■ **MATERIAL FOR THE TASK**:

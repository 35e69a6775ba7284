//! Bearer token middleware

use super::issuer::TokenIssuer;
use crate::error::Error;
use axum::extract::{Request, State};
use axum::http::header::AUTHORIZATION;
use axum::middleware::Next;
use axum::response::Response;
use std::sync::Arc;

/// Middleware that requires a valid session token.
///
/// The token may be sent as either of:
/// ```text
/// Authorization: Bearer <token>
/// Authorization: <token>
/// ```
///
/// The request is passed through untouched; no claims are attached.
pub async fn require_bearer(
    State(issuer): State<Arc<TokenIssuer>>,
    request: Request,
    next: Next,
) -> Result<Response, Error> {
    let header = match request.headers().get(AUTHORIZATION) {
        Some(value) => Some(
            value
                .to_str()
                .map_err(|_| Error::unauthorized("non-ascii authorization header"))?,
        ),
        None => None,
    };

    if let Err(e) = issuer.verify(header) {
        tracing::debug!(error = %e, path = %request.uri().path(), "rejected bearer token");
        return Err(e);
    }

    Ok(next.run(request).await)
}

■ **TASK DIRECTIONS**:
Nothing but the lines from the one that contains "if let Err(e)" through the end of the data above should appear, each reproduced exactly.

■ **EXERCISE SOLUTION**:
    if let Err(e) = issuer.verify(header) {
        tracing::debug!(error = %e, path = %request.uri().path(), "rejected bearer token");
        return Err(e);
    }

    Ok(next.run(request).await)
}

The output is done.